Even when it doesn’t feel like a workout, there are many different things you can do to move your body and feel good. Walking is one of the best ways to keep yourself sane and healthy throughout pregnancy, and in the fourth trimester and beyond.
GI Jane, a Durban-based mom, personal fitness and self-love trainer, says that she ended up buying a treadmill while pregnant! “I carried on as normal and only stopped at 8 months because I had SPD [pubis dysfunction]. But I walked and weight trained til then! Did yoga until 6 months then I got annoyed I couldn’t do as much anymore. Mostly, I walked and even got a treadmill so I could do it any time of the day or night and safely.
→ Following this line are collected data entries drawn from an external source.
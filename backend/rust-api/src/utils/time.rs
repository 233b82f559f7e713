use chrono::{DateTime, Utc};
use mongodb::bson::DateTime as BsonDateTime;

pub fn chrono_to_bson(dt: DateTime<Utc>) -> BsonDateTime {
    BsonDateTime::from_millis(dt.timestamp_millis())
}

pub fn bson_to_chrono(dt: BsonDateTime) -> DateTime<Utc> {
    DateTime::<Utc>::from_timestamp_millis(dt.timestamp_millis()).unwrap_or_default()
}
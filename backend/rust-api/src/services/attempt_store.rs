//! Durable attempt records. The store is the single source of truth for the
//! lifecycle state; every status change goes through a compare-and-set on
//! the current status.

use std::collections::HashMap;

use anyhow::Result;
use async_trait::async_trait;
use chrono::{DateTime, Utc};
use tokio::sync::RwLock;

use crate::models::feedback::RetryFilter;
use crate::models::{Attempt, AttemptStatus};

use super::timer_policy::duration_seconds;

#[derive(Debug, Clone, Copy, PartialEq, Eq)]
pub enum InsertOutcome {
    Inserted,
    /// Another in-progress attempt for the same learner and quiz won the race.
    DuplicateInProgress,
}

#[async_trait]
pub trait AttemptStore: Send + Sync {
    async fn insert(&self, attempt: &Attempt) -> Result<InsertOutcome>;

    async fn get(&self, attempt_id: &str) -> Result<Option<Attempt>>;

    async fn find_in_progress(&self, learner_id: &str, quiz_id: &str) -> Result<Option<Attempt>>;

    /// All attempts ever created for the pair, whatever their status.
    async fn count_all(&self, learner_id: &str, quiz_id: &str) -> Result<u64>;

    async fn count_completed(&self, learner_id: &str, quiz_id: &str) -> Result<u64>;

    /// Replaces the stored record only if its status still equals `expected`.
    /// Returns `false` when the record moved on (or vanished) in between.
    async fn replace_if_status(&self, attempt: &Attempt, expected: AttemptStatus)
        -> Result<bool>;

    /// In-progress attempts whose deadline has passed become `expired`.
    async fn expire_overdue(&self, now: DateTime<Utc>) -> Result<u64>;

    /// Untimed in-progress attempts started before `started_before` become
    /// `expired`.
    async fn expire_stale_untimed(
        &self,
        started_before: DateTime<Utc>,
        now: DateTime<Utc>,
    ) -> Result<u64>;

    async fn find_for_feedback_retry(&self, filter: &RetryFilter) -> Result<Vec<Attempt>>;

    async fn ping(&self) -> Result<()>;
}

/// Marks an attempt expired in place.
pub fn apply_expiry(attempt: &mut Attempt, now: DateTime<Utc>) {
    attempt.status = AttemptStatus::Expired;
    attempt.submitted_at = Some(now);
    attempt.duration_seconds = Some(duration_seconds(attempt.started_at, now));
}

/// Process-local store used by tests and local development.
#[derive(Default)]
pub struct InMemoryAttemptStore {
    attempts: RwLock<HashMap<String, Attempt>>,
}

impl InMemoryAttemptStore {
    pub fn new() -> Self {
        Self::default()
    }
}

#[async_trait]
impl AttemptStore for InMemoryAttemptStore {
    async fn insert(&self, attempt: &Attempt) -> Result<InsertOutcome> {
        let mut attempts = self.attempts.write().await;

        if attempt.status == AttemptStatus::InProgress
            && attempts.values().any(|existing| {
                existing.status == AttemptStatus::InProgress
                    && existing.learner_id == attempt.learner_id
                    && existing.quiz_id == attempt.quiz_id
            })
        {
            return Ok(InsertOutcome::DuplicateInProgress);
        }

        if attempts.contains_key(&attempt.id) {
            anyhow::bail!("Attempt {} already exists", attempt.id);
        }

        attempts.insert(attempt.id.clone(), attempt.clone());
        Ok(InsertOutcome::Inserted)
    }

    async fn get(&self, attempt_id: &str) -> Result<Option<Attempt>> {
        Ok(self.attempts.read().await.get(attempt_id).cloned())
    }

    async fn find_in_progress(&self, learner_id: &str, quiz_id: &str) -> Result<Option<Attempt>> {
        let attempts = self.attempts.read().await;
        Ok(attempts
            .values()
            .filter(|a| {
                a.status == AttemptStatus::InProgress
                    && a.learner_id == learner_id
                    && a.quiz_id == quiz_id
            })
            .max_by_key(|a| a.started_at)
            .cloned())
    }

    async fn count_all(&self, learner_id: &str, quiz_id: &str) -> Result<u64> {
        let attempts = self.attempts.read().await;
        Ok(attempts
            .values()
            .filter(|a| a.learner_id == learner_id && a.quiz_id == quiz_id)
            .count() as u64)
    }

    async fn count_completed(&self, learner_id: &str, quiz_id: &str) -> Result<u64> {
        let attempts = self.attempts.read().await;
        Ok(attempts
            .values()
            .filter(|a| {
                a.learner_id == learner_id && a.quiz_id == quiz_id && a.status.is_completed()
            })
            .count() as u64)
    }

    async fn replace_if_status(
        &self,
        attempt: &Attempt,
        expected: AttemptStatus,
    ) -> Result<bool> {
        let mut attempts = self.attempts.write().await;
        match attempts.get_mut(&attempt.id) {
            Some(current) if current.status == expected => {
                *current = attempt.clone();
                Ok(true)
            }
            _ => Ok(false),
        }
    }

    async fn expire_overdue(&self, now: DateTime<Utc>) -> Result<u64> {
        let mut attempts = self.attempts.write().await;
        let mut expired = 0;
        for attempt in attempts.values_mut() {
            let overdue = attempt.expires_at.is_some_and(|deadline| deadline < now);
            if attempt.status == AttemptStatus::InProgress && overdue {
                apply_expiry(attempt, now);
                expired += 1;
            }
        }
        Ok(expired)
    }

    async fn expire_stale_untimed(
        &self,
        started_before: DateTime<Utc>,
        now: DateTime<Utc>,
    ) -> Result<u64> {
        let mut attempts = self.attempts.write().await;
        let mut expired = 0;
        for attempt in attempts.values_mut() {
            if attempt.status == AttemptStatus::InProgress
                && attempt.expires_at.is_none()
                && attempt.started_at < started_before
            {
                apply_expiry(attempt, now);
                expired += 1;
            }
        }
        Ok(expired)
    }

    async fn find_for_feedback_retry(&self, filter: &RetryFilter) -> Result<Vec<Attempt>> {
        let attempts = self.attempts.read().await;
        let mut matching: Vec<Attempt> = attempts
            .values()
            .filter(|a| !matches!(a.status, AttemptStatus::InProgress | AttemptStatus::Expired))
            .filter(|a| filter.feedback_statuses.contains(&a.feedback.status))
            .filter(|a| {
                filter
                    .subject
                    .as_deref()
                    .map_or(true, |subject| a.quiz.subject.eq_ignore_ascii_case(subject))
            })
            .cloned()
            .collect();

        matching.sort_by_key(|a| a.submitted_at);
        matching.truncate(filter.limit as usize);
        Ok(matching)
    }

    async fn ping(&self) -> Result<()> {
        Ok(())
    }
}
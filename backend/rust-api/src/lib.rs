use axum::{
    http::{header, Method},
    middleware,
    routing::{get, post, put},
    Router,
};
use std::sync::Arc;
use tower_http::{cors::CorsLayer, trace::TraceLayer};

pub mod config;
pub mod error;
pub mod extractors;
pub mod handlers;
pub mod metrics;
pub mod middlewares;
pub mod models;
pub mod services;
pub mod utils;

pub use config::Config;
pub use services::AppState;

pub fn create_router(app_state: Arc<AppState>) -> Router {
    // Operator console is served from a different origin
    let cors = CorsLayer::new()
        .allow_methods([Method::GET, Method::POST, Method::OPTIONS])
        .allow_headers([header::AUTHORIZATION, header::CONTENT_TYPE])
        .allow_origin(tower_http::cors::Any);

    Router::new()
        .route("/health", get(handlers::health_check))
        .route(
            "/metrics",
            get(handlers::metrics_handler)
                .layer(middleware::from_fn(handlers::metrics_auth_middleware)),
        )
        .nest(
            "/api/v1/attempts",
            attempt_routes(app_state.clone())
                .layer(middleware::from_fn_with_state(
                    app_state.clone(),
                    middlewares::rate_limit::rate_limit_middleware,
                ))
                .layer(middleware::from_fn_with_state(
                    app_state.clone(),
                    middlewares::auth::auth_middleware,
                )),
        )
        .nest(
            "/admin/feedback",
            operator_routes()
                .layer(cors)
                .layer(middleware::from_fn_with_state(
                    app_state.clone(),
                    middlewares::auth::auth_middleware,
                )),
        )
        .with_state(app_state)
        .layer(middleware::from_fn(
            middlewares::metrics::metrics_middleware,
        ))
        .layer(middleware::from_fn(
            middlewares::trace::trace_context_middleware,
        ))
        .layer(TraceLayer::new_for_http())
}

fn attempt_routes(app_state: Arc<AppState>) -> Router<Arc<AppState>> {
    // Starting an attempt carries its own tighter throttle
    let start_route = Router::new()
        .route("/", post(handlers::attempts::start_attempt))
        .route_layer(middleware::from_fn_with_state(
            app_state,
            middlewares::rate_limit::start_rate_limit_middleware,
        ));

    let attempt_routes = Router::new()
        .route("/{id}", get(handlers::attempts::get_attempt_result))
        .route("/{id}/answers", put(handlers::attempts::autosave_answers))
        .route("/{id}/resume", get(handlers::attempts::resume_attempt))
        .route("/{id}/submit", post(handlers::attempts::submit_attempt));

    start_route.merge(attempt_routes)
}

fn operator_routes() -> Router<Arc<AppState>> {
    Router::new()
        .route(
            "/attempts/{id}/retry",
            post(handlers::operator::retry_attempt_feedback),
        )
        .route("/retry", post(handlers::operator::retry_feedback_batch))
        .route_layer(middleware::from_fn(
            middlewares::auth::admin_guard_middleware,
        ))
}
Watched Netflix on my iPad with the aircon on. Glorious!”
Mom, business owner and content creator, Misha Levin, credits walking with helping her get through the difficult newborn days and kickstarting her journey back to fitness postpartum. “One week postpartum [with my first baby] I decided that for my own sanity I needed to get out of the house, get the blood flowing. It was a slow 2 km walk to get my favourite cup of coffee and it felt bloody amazing.”
Exercise has so many benefits for both your body and mind during pregnancy and postpartum. Some of the general rules are to not introduce any new regimes in the first trimester, and to make sure you confirm with your doctor what you can and can’t do according to your particular situation. Then, if you have an already established fitness routine, you can continue with it as long as it makes you feel good.
Gentle movement, like walking or yoga, can also be extremely helpful for relieving the monotony of looking after a baby and help to alleviate postpartum anxiety. But heading back into HIIT workouts too soon can do more harm than good.
We hope this guide to pregnancy and postpartum exercise has been helpful. What do you plan on doing during your pregnancy? What do you think your fourth trimester will look like?